9.2 - Randomised Algorithms

let M = element 1

for i = 2 to n:
   compare element i with M         // cost is c_c
   if M is less than element i:
      assign i to M                 // cost is c_a
  • If the input is always in ascending order, then you can do this problem in \(O(1)\)
  • The problem happens when MOST of the time, the input is in ascending order, making our average-case complexity close to the worst-case complexity
  • So what can you do?
    • sort it?
    • randomise it?

Prelude

9.2 - Randomised Algorithms

let M = element 1

for i = 2 to n:
   compare element i with M         // cost is c_c
   if M is less than element i:
      assign i to M                 // cost is c_a
  • If you randomise the input, then you will end up with a \(O(\log n)\) average-case time complexity
    • but how much would this cost?

Fisher-Yates Shuffle

9.2 - Randomised Algorithms

  • Fisher-Yates shuffle:
    • how to generate a random permutation of a finite sequence?
      • Put all the numbers into a hat
      • Draw them out one by one
    • complexity is \(O(n)\)
    • in practice, we use a pseudorandom-number generator (Java Random or SecureRandom class)

Randomising Input

9.2 - Randomised Algorithms

let M = element 1

for i = 2 to n:
   compare element i with M         // cost is c_c
   if M is less than element i:
      assign i to M                 // cost is c_a
  • Randomising the input in the case of linear search is not worth it, because it will cost another \(O(n)\) operations
  • However, for problems with a worse time-complexity, it may be worthwhile to randomise your input, that is, to introduce randomness to your algorithm

Probabilistic Analysis vs Randomised Algorithms

9.2 - Randomised Algorithms

  • Probabilistic analysis:
    • we use probabilistic analysis to work out the average-case running time of a deterministic algorithm
      • i.e. if you use the same input, it will always give the same output, with the exact same steps
  • Randomised algorithm (or probabilistic algorithm):
    • a randomised algorithm  incorporates some randomness in its execution, so given the same inputs, you may produce different outputs (or the same output but with different steps)
    • you can derive the expected running time without knowing the distribution of the input (because you randomise the input)
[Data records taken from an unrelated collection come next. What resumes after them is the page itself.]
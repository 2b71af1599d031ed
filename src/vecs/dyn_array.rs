//! Growable contiguous array that manages its own heap buffer.
//!
//! [`DynArray`] keeps allocation and element lifetime apart: a `RawBuf` owns `capacity`
//! uninitialised slots, and the array tracks how many of them (`len`) hold live values.
//! Every growth path allocates the new buffer *before* touching an element and then
//! relocates the live values with a bitwise copy, so running out of memory never
//! leaves the array half-moved. Because it `Deref`s to `[T]`, all slice methods
//! (`iter`, `iter().rev()`, `sort`, `binary_search`, ...) are available directly.
//!
//! # Growth policy
//! Appending to or inserting into a full array reallocates to
//! `max(capacity * GROWTH_FACTOR, required)`, so a sequence of `n` appends performs
//! `O(log n)` reallocations. Capacity never shrinks except through
//! [`shrink_to_fit`](DynArray::shrink_to_fit) or [`take`](DynArray::take).
//!
//! # Index validity
//! Mutating operations that return a position return a plain `usize` into the
//! (possibly new) buffer. Any reference into the array is invalidated by a mutation;
//! the borrow checker enforces this statically.

use core::cmp::Ordering;
use core::fmt;
use core::hash::{Hash, Hasher};
use core::iter::FusedIterator;
use core::mem::{self, ManuallyDrop};
use core::ops::{Bound, Deref, DerefMut, Index, IndexMut, RangeBounds};
use core::ptr;
use core::slice::{self, SliceIndex};

use tracing::{debug, trace};

use super::raw_buf::RawBuf;
use crate::any_array::AnyArray;
use crate::error::{AllocError, OutOfRange};

/// A heap-allocated, growable array with explicit capacity control.
///
/// # Behavior
/// * **Default capacity:** [`new`](Self::new) allocates exactly one slot, so the growth
///   arithmetic never has to special-case an empty buffer.
/// * **Clone keeps headroom:** a clone gets a buffer as large as the source's capacity,
///   not just its length.
/// * **Unallocated state:** [`take`](Self::take) moves the contents out in `O(1)` and
///   leaves the source empty with capacity zero. The next append allocates one slot.
/// * **Panic safety:** a panicking `Clone`, `Default` or `Drop` of an element never
///   leaks or double-drops; see the individual operations for what state is kept.
///
/// # Examples
/// ```rust
/// use basic_containers::dyn_array;
///
/// let mut v = dyn_array![1, 3];
/// let at = v.insert(1, 2);
/// assert_eq!(v[at], 2);
/// assert_eq!(v, [1, 2, 3]);
///
/// v.erase(0);
/// assert_eq!(v.at(5).unwrap_err().len, 2);
/// ```
pub struct DynArray<T> {
    buf: RawBuf<T>,
    len: usize,
}

// SAFETY: `DynArray<T>` owns its `T`s exactly like `Vec<T>` does.
unsafe impl<T: Send> Send for DynArray<T> {}
// SAFETY: shared access only hands out `&T`.
unsafe impl<T: Sync> Sync for DynArray<T> {}
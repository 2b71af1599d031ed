use basic_containers::FixedArray;
use criterion::{Criterion, black_box, criterion_group, criterion_main};

fn bench_fill(c: &mut Criterion) {
    let mut group = c.benchmark_group("FixedArray Fill (4096 x u32)");

    group.bench_function("[u32; N]::fill", |b| {
        let mut a = [0u32; 4096];
        b.iter(|| {
            a.fill(black_box(7));
            black_box(&a);
        })
    });

    group.bench_function("FixedArray::fill_copy", |b| {
        let mut a: FixedArray<u32, 4096> = FixedArray::default();
        b.iter(|| {
            a.fill_copy(black_box(7));
            black_box(&a);
        })
    });

    group.bench_function("FixedArray::fill", |b| {
        let mut a: FixedArray<u32, 4096> = FixedArray::default();
        b.iter(|| {
            a.fill(black_box(&7));
            black_box(&a);
        })
    });

    group.bench_function("FixedArray::splat", |b| {
        b.iter(|| FixedArray::<u32, 4096>::splat(black_box(7)))
    });
    group.finish();
}

criterion_group!(benches, bench_fill);
criterion_main!(benches);
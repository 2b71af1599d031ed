use basic_containers::DynArray;
use criterion::{BatchSize, Criterion, black_box, criterion_group, criterion_main};

fn bench_push(c: &mut Criterion) {
    let n = 1_000_000;
    {
        let mut group = c.benchmark_group("Vec vs DynArray (Push 1M, reserved)");
        group.sample_size(20);
        group.bench_function("std::vec::Vec", |b| {
            b.iter(|| {
                let mut v = Vec::with_capacity(n);
                for i in 0..n {
                    v.push(black_box(i as i32));
                }
                v
            })
        });

        group.bench_function("DynArray<i32>", |b| {
            b.iter(|| {
                let mut v: DynArray<i32> = DynArray::new();
                v.reserve(n);
                for i in 0..n {
                    v.push_back(black_box(i as i32));
                }
                v
            })
        });
        group.finish();
    }

    {
        let mut group = c.benchmark_group("Vec vs DynArray (Push 1M, growing)");
        group.sample_size(20);
        group.bench_function("std::vec::Vec", |b| {
            b.iter(|| {
                let mut v = Vec::new();
                for i in 0..n {
                    v.push(black_box(i as i32));
                }
                v
            })
        });

        group.bench_function("DynArray<i32>", |b| {
            b.iter(|| {
                let mut v: DynArray<i32> = DynArray::new();
                for i in 0..n {
                    v.push_back(black_box(i as i32));
                }
                v
            })
        });
        group.finish();
    }
}

fn bench_access(c: &mut Criterion) {
    let n = 1024;
    let mut group = c.benchmark_group("Vec vs DynArray (Access 1024)");
    let v_std = vec![123i32; n];
    let v_dyn = DynArray::with_size_value(n, 123i32);

    group.bench_function("std::vec::Vec", |b| {
        b.iter(|| {
            for i in 0..n {
                black_box(v_std.get(black_box(i)));
            }
        })
    });

    group.bench_function("DynArray::at", |b| {
        b.iter(|| {
            for i in 0..n {
                let _ = black_box(v_dyn.at(black_box(i)));
            }
        })
    });
    group.finish();
}

fn bench_insert_erase(c: &mut Criterion) {
    let n = 4096;
    let mut group = c.benchmark_group("Vec vs DynArray (Insert/Erase middle 4096)");
    let source: Vec<u64> = (0..n).collect();

    group.bench_function("std::vec::Vec", |b| {
        b.iter_batched(
            || source.clone(),
            |mut v| {
                v.insert(n as usize / 2, black_box(7));
                v.remove(n as usize / 2);
                v
            },
            BatchSize::SmallInput,
        )
    });

    group.bench_function("DynArray<u64>", |b| {
        b.iter_batched(
            || DynArray::from_slice(&source),
            |mut v| {
                v.insert(n as usize / 2, black_box(7));
                v.erase(n as usize / 2);
                v
            },
            BatchSize::SmallInput,
        )
    });

    group.bench_function("DynArray::insert_slice", |b| {
        let chunk = [1u64; 64];
        b.iter_batched(
            || DynArray::from_slice(&source),
            |mut v| {
                v.insert_slice(n as usize / 2, black_box(&chunk));
                v.erase_range(n as usize / 2..n as usize / 2 + 64);
                v
            },
            BatchSize::SmallInput,
        )
    });
    group.finish();
}

criterion_group!(benches, bench_push, bench_access, bench_insert_erase);
criterion_main!(benches);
Probabilistic Analysis vs Randomised Algorithms

9.2 - Randomised Algorithms

  • With probabilistic analysis, if there is only one input, then we cannot say much about the average running time of our algorithm because we do not know the distribution of our input data
    • we also cannot do anything if we continually get assigned "bad inputs", that is, input which cause our program to run at its worst-case complexity
  • With randomised algorithm, we randomise any input we get, so we know the distribution of our input data
    • we are changing the input data
    • this can be a bad thing to do sometimes 

Probabilistic Analysis vs Randomised Algorithms

9.2 - Randomised Algorithms

Deterministic algorithm

"Here is one input, what is the average running time?"

         /\_/\    ???
(='_' )
(, (") (")

Probabilistic algorithm

"Here is one input, what is the expected running time?"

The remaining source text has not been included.